Death Awaits Us All
Sep 12th, 2005 by Hugh
It’s getting so it seems like everywhere I turn, someone is dying prematurely - or so it seems.
In July, a coworker lost his son unexpectedly.
David posted some reflections (here, here) that brought death to the fore.
One of those posts led me here - the account of a local gal struck down by breast cancer.
This just came to my attention too: a young man named Rick Pearson started feeling sick in June. On Friday, leukemia claimed his life at the young age of 23.
On Saturday, a fellow at church got word that his father had suffered a massive heart attack and died.
This morning, I caught up with Tim Challies’ blog describing the mix of emotions that accompanies watching someone die.
Yesterday was the fourth September 11. And of course, there is Hurricane Katrina, and that reminds us of the tsunami last Christmas…
Going farther back, when we started attending our church a year and a half ago, we met one family that endured the pain of a stillborn child and another family that just suffered the loss of its husband and father - leaving a thirtysomething widow with five fatherless children, none of whom were yet in their teens.
Watching Band of Brothers recently, I was struck by the way death was no less horrible in war, but it was utterly expected. Maybe that’s the problem… we forget to expect death.
Louie Giglio once taught at North Point Community Church about something in the news (at the time) called a “quarter-life crisis” that young people were going through at the age of 21 or so. He identified the big lie in that assessment: the assumption that “you get 80.” For Rick Pearson, his “quarter-life crisis” would have happened when he was about six - roughly my oldest daughter’s age.

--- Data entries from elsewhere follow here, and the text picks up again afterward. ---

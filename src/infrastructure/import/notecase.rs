//! NoteCase (`.ncd`) importer.
//!
//! NoteCase keeps its outline in an SQLite table `nodes` with
//! `(id, parent_id, title, <content>)` rows, where the content column is
//! `html_content` or, in older files, `rtf_content`.

use std::collections::HashMap;
use std::path::Path;

use rusqlite::types::Value;
use rusqlite::{Connection, OpenFlags};
use tracing::{debug, instrument, warn};

use crate::config::ImportConfig;
use crate::domain::{DomainError, NoteTree};
use crate::infrastructure::error::ImportError;

const CONTENT_COLUMNS: [&str; 2] = ["html_content", "rtf_content"];

#[derive(Debug)]
struct NoteRow {
    id: i64,
    parent_id: Option<i64>,
    title: Option<String>,
    content: Option<String>,
}

/// Opens `path` read-only and imports its outline.
#[instrument(level = "debug", skip(options))]
pub fn import(path: &Path, options: &ImportConfig) -> Result<NoteTree, ImportError> {
    let conn = Connection::open_with_flags(path, OpenFlags::SQLITE_OPEN_READ_ONLY)?;
    read(&conn, options)
}

/// Imports the outline stored in an open NoteCase database.
pub fn read(conn: &Connection, options: &ImportConfig) -> Result<NoteTree, ImportError> {
    let has_nodes: bool = conn.query_row(
        "SELECT EXISTS(SELECT 1 FROM sqlite_master WHERE type = 'table' AND name = 'nodes')",
        [],
        |row| row.get(0),
    )?;
    if !has_nodes {
        return Err(ImportError::MissingTable);
    }

    let rows = fetch_rows(conn)?;
    if rows.is_empty() {
        return Err(ImportError::EmptyDatabase);
    }
    debug!("read {} rows", rows.len());

    build_tree(rows, options)
}

fn fetch_rows(conn: &Connection) -> Result<Vec<NoteRow>, ImportError> {
    let mut last_error = None;
    for column in CONTENT_COLUMNS {
        match fetch_rows_with(conn, column) {
            Ok(rows) => return Ok(rows),
            Err(e) => {
                debug!("content column {column} unusable: {e}");
                last_error = Some(e);
            }
        }
    }
    match last_error {
        Some(e) => Err(ImportError::MissingColumns(e)),
        None => Err(ImportError::EmptyDatabase),
    }
}

fn fetch_rows_with(conn: &Connection, content_column: &str) -> rusqlite::Result<Vec<NoteRow>> {
    let sql = format!(
        "SELECT id, parent_id, title, {content_column} FROM nodes ORDER BY parent_id, id"
    );
    let mut stmt = conn.prepare(&sql)?;
    let rows = stmt.query_map([], |row| {
        Ok(NoteRow {
            id: row.get(0)?,
            parent_id: row.get(1)?,
            title: value_to_text(row.get(2)?),
            content: value_to_text(row.get(3)?),
        })
    })?;
    rows.collect()
}

/// Renders any SQLite value as text; NULL stays absent.
fn value_to_text(value: Value) -> Option<String> {
    match value {
        Value::Null => None,
        Value::Integer(i) => Some(i.to_string()),
        Value::Real(f) => Some(f.to_string()),
        Value::Text(s) => Some(s),
        Value::Blob(b) => Some(String::from_utf8_lossy(&b).into_owned()),
    }
}

/// Links rows by `parent_id`; rows without a known parent go under the root.
///
/// When several rows share an id, the last one in query order wins.
fn build_tree(rows: Vec<NoteRow>, options: &ImportConfig) -> Result<NoteTree, ImportError> {
    let mut tree = NoteTree::new(options.notecase_root.as_str(), "");
    let root = tree.root();

    let mut latest = HashMap::with_capacity(rows.len());
    for (position, row) in rows.iter().enumerate() {
        if latest.insert(row.id, position).is_some() {
            warn!("duplicate row id {}, keeping the later row", row.id);
        }
    }

    let mut by_id = HashMap::with_capacity(latest.len());
    let mut pending = Vec::with_capacity(latest.len());
    for (position, row) in rows.into_iter().enumerate() {
        if latest.get(&row.id) != Some(&position) {
            continue;
        }
        let title = row
            .title
            .filter(|t| !t.is_empty())
            .unwrap_or_else(|| options.untitled.clone());
        let node = tree.create_node(title, row.content.unwrap_or_default());
        by_id.insert(row.id, node);
        pending.push((row.id, row.parent_id, node));
    }

    for (id, parent_id, node) in pending {
        let parent = parent_id
            .and_then(|p| by_id.get(&p).copied())
            .unwrap_or(root);
        match tree.add_child(parent, node) {
            Ok(()) => {}
            Err(DomainError::CycleDetected { .. }) => {
                warn!("row {id} is part of a parent cycle, attaching it to the root");
                tree.add_child(root, node)?;
            }
            Err(e) => return Err(e.into()),
        }
    }

    Ok(tree)
}
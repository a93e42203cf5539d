//! Configuration management with layered loading
//!
//! Precedence (lowest to highest):
//! 1. Compiled defaults
//! 2. Global config: `$XDG_CONFIG_HOME/treenote/treenote.toml`
//! 3. Explicit config file (`--config`)
//! 4. Environment variables: `TREENOTE_*` prefix

use std::path::{Path, PathBuf};

use clap::ValueEnum;
use config::{Config, ConfigError, Environment};
use directories::ProjectDirs;
use serde::{Deserialize, Serialize};
use tracing::debug;

use crate::application::ApplicationError;

/// On-disk encoding used when saving under the canonical extension.
#[derive(Debug, Clone, Copy, Default, PartialEq, Eq, Serialize, Deserialize, ValueEnum)]
#[serde(rename_all = "lowercase")]
pub enum SaveFormat {
    /// LTS binary
    #[default]
    Binary,
    /// `{name, content, children}` JSON
    Json,
}

impl std::str::FromStr for SaveFormat {
    type Err = String;

    fn from_str(s: &str) -> Result<Self, Self::Err> {
        match s.trim().to_ascii_lowercase().as_str() {
            "binary" | "lts" => Ok(Self::Binary),
            "json" => Ok(Self::Json),
            other => Err(format!("unknown save format: {other}")),
        }
    }
}

/// Names given to nodes the importers have to invent.
#[derive(Debug, Clone, Serialize, Deserialize, PartialEq, Eq)]
#[serde(default)]
pub struct ImportConfig {
    /// Synthetic root of a CherryTree import
    pub cherrytree_root: String,
    /// Synthetic root of a NoteCase import
    pub notecase_root: String,
    /// Name for notes without a title
    pub untitled: String,
}

impl Default for ImportConfig {
    fn default() -> Self {
        Self {
            cherrytree_root: "Imported CherryTree".into(),
            notecase_root: "Imported NoteCase".into(),
            untitled: "Untitled".into(),
        }
    }
}

/// Raw import config for intermediate parsing (`None` = not specified).
#[derive(Debug, Clone, Deserialize, Default)]
#[serde(default)]
pub struct RawImportConfig {
    pub cherrytree_root: Option<String>,
    pub notecase_root: Option<String>,
    pub untitled: Option<String>,
}

/// Raw settings for intermediate parsing.
#[derive(Debug, Clone, Deserialize, Default)]
#[serde(default)]
pub struct RawSettings {
    pub save_format: Option<SaveFormat>,
    pub pretty_json: Option<bool>,
    pub import: RawImportConfig,
}

impl ImportConfig {
    /// Overlay wins where it specifies a value.
    pub fn merge(&self, overlay: &RawImportConfig) -> Self {
        Self {
            cherrytree_root: overlay
                .cherrytree_root
                .clone()
                .unwrap_or_else(|| self.cherrytree_root.clone()),
            notecase_root: overlay
                .notecase_root
                .clone()
                .unwrap_or_else(|| self.notecase_root.clone()),
            untitled: overlay
                .untitled
                .clone()
                .unwrap_or_else(|| self.untitled.clone()),
        }
    }
}

/// Unified configuration for treenote.
#[derive(Debug, Clone, Serialize, Deserialize, PartialEq, Eq)]
#[serde(default)]
pub struct Settings {
    /// Format written by commands that save (default: binary)
    pub save_format: SaveFormat,
    /// Indent JSON output (default: true)
    pub pretty_json: bool,
    /// Importer naming
    pub import: ImportConfig,
}

impl Default for Settings {
    fn default() -> Self {
        Self {
            save_format: SaveFormat::Binary,
            pretty_json: true,
            import: ImportConfig::default(),
        }
    }
}

/// Get the XDG config directory for treenote.
pub fn global_config_dir() -> Option<PathBuf> {
    ProjectDirs::from("", "", "treenote").map(|dirs| dirs.config_dir().to_path_buf())
}

/// Get the path to the global config file.
pub fn global_config_path() -> Option<PathBuf> {
    global_config_dir().map(|dir| dir.join("treenote.toml"))
}

/// Load a TOML file into RawSettings for manual merging.
fn load_raw_settings(path: &Path) -> Result<RawSettings, ApplicationError> {
    let content = std::fs::read_to_string(path).map_err(|e| ApplicationError::Config {
        message: format!("read {}: {}", path.display(), e),
    })?;
    toml::from_str(&content).map_err(|e| ApplicationError::Config {
        message: format!("parse {}: {}", path.display(), e),
    })
}

impl Settings {
    /// Overlay config onto self; scalars in the overlay win if specified.
    fn merge_with(&self, overlay: &RawSettings) -> Self {
        Self {
            save_format: overlay.save_format.unwrap_or(self.save_format),
            pretty_json: overlay.pretty_json.unwrap_or(self.pretty_json),
            import: self.import.merge(&overlay.import),
        }
    }

    /// Load settings with layered precedence.
    ///
    /// # Arguments
    /// * `explicit` - Optional config file; unlike the global file it must exist
    ///
    /// # Precedence (lowest to highest)
    /// 1. Compiled defaults
    /// 2. Global config: `$XDG_CONFIG_HOME/treenote/treenote.toml`
    /// 3. Explicit config file
    /// 4. Environment variables: `TREENOTE_*` prefix, `__` as section separator
    pub fn load(explicit: Option<&Path>) -> Result<Self, ApplicationError> {
        let mut current = Self::default();

        if let Some(global_path) = global_config_path() {
            if global_path.exists() {
                debug!("global config: {}", global_path.display());
                current = current.merge_with(&load_raw_settings(&global_path)?);
            }
        }

        if let Some(path) = explicit {
            debug!("explicit config: {}", path.display());
            current = current.merge_with(&load_raw_settings(path)?);
        }

        Self::apply_env_overrides(current)
    }

    /// Load from a single TOML file layered over the defaults only.
    pub fn from_file(path: &Path) -> Result<Self, ApplicationError> {
        Ok(Self::default().merge_with(&load_raw_settings(path)?))
    }

    /// Apply TREENOTE_* environment variables as explicit overrides.
    fn apply_env_overrides(mut settings: Self) -> Result<Self, ApplicationError> {
        let config = Config::builder()
            .add_source(
                Environment::with_prefix("TREENOTE")
                    .prefix_separator("_")
                    .separator("__"),
            )
            .build()
            .map_err(config_err)?;

        if let Ok(val) = config.get_string("save_format") {
            settings.save_format = val
                .parse()
                .map_err(|message| ApplicationError::Config { message })?;
        }
        if let Ok(val) = config.get_bool("pretty_json") {
            settings.pretty_json = val;
        }
        if let Ok(val) = config.get_string("import.cherrytree_root") {
            settings.import.cherrytree_root = val;
        }
        if let Ok(val) = config.get_string("import.notecase_root") {
            settings.import.notecase_root = val;
        }
        if let Ok(val) = config.get_string("import.untitled") {
            settings.import.untitled = val;
        }

        Ok(settings)
    }

    /// Effective settings rendered as TOML.
    pub fn to_toml(&self) -> Result<String, ApplicationError> {
        toml::to_string_pretty(self).map_err(|e| ApplicationError::Config {
            message: format!("render settings: {e}"),
        })
    }
}

fn config_err(e: ConfigError) -> ApplicationError {
    ApplicationError::Config {
        message: e.to_string(),
    }
}

#[cfg(test)]
mod tests {
    use super::*;

    #[test]
    fn given_partial_overlay_when_merging_then_unspecified_fields_keep_base() {
        let raw: RawSettings = toml::from_str(
            r#"
save_format = "json"

[import]
untitled = "(no title)"
"#,
        )
        .unwrap();

        let merged = Settings::default().merge_with(&raw);

        assert_eq!(merged.save_format, SaveFormat::Json);
        assert!(merged.pretty_json);
        assert_eq!(merged.import.untitled, "(no title)");
        assert_eq!(merged.import.cherrytree_root, "Imported CherryTree");
    }

    #[test]
    fn given_format_names_when_parsing_then_case_is_ignored() {
        assert_eq!("JSON".parse::<SaveFormat>().unwrap(), SaveFormat::Json);
        assert_eq!("lts".parse::<SaveFormat>().unwrap(), SaveFormat::Binary);
        assert!("xml".parse::<SaveFormat>().is_err());
    }
}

Yesterday, Dan taught on the question of “Are You Safe?,” introducing a series on being sure you’re a Christian. It seems like a good question to be asking right about now…
This place is no home worth living for.
And yet, death is horrible - while my hope is fully and exclusively invested in the resurrection of Christ, I still find a certain Pollyanna-like flavor to all the “now he’s with Jesus” sentiment you often hear when a follower of Christ dies. After all, death is the wages of sin, right? It is a form of punishment, right? That means it’s not a Good Thing™, right?
Death is certain.
Death is unnatural.
Death is terrible.
We have no hope this side of death.
So I embrace life with a loose grip, recognizing it as a gift from God with joys in the here-and-now, only to end painfully, sadly, and terribly - but hoping above all for a new life, free from horror and futility, in the incorruptible and unending Kingdom of God.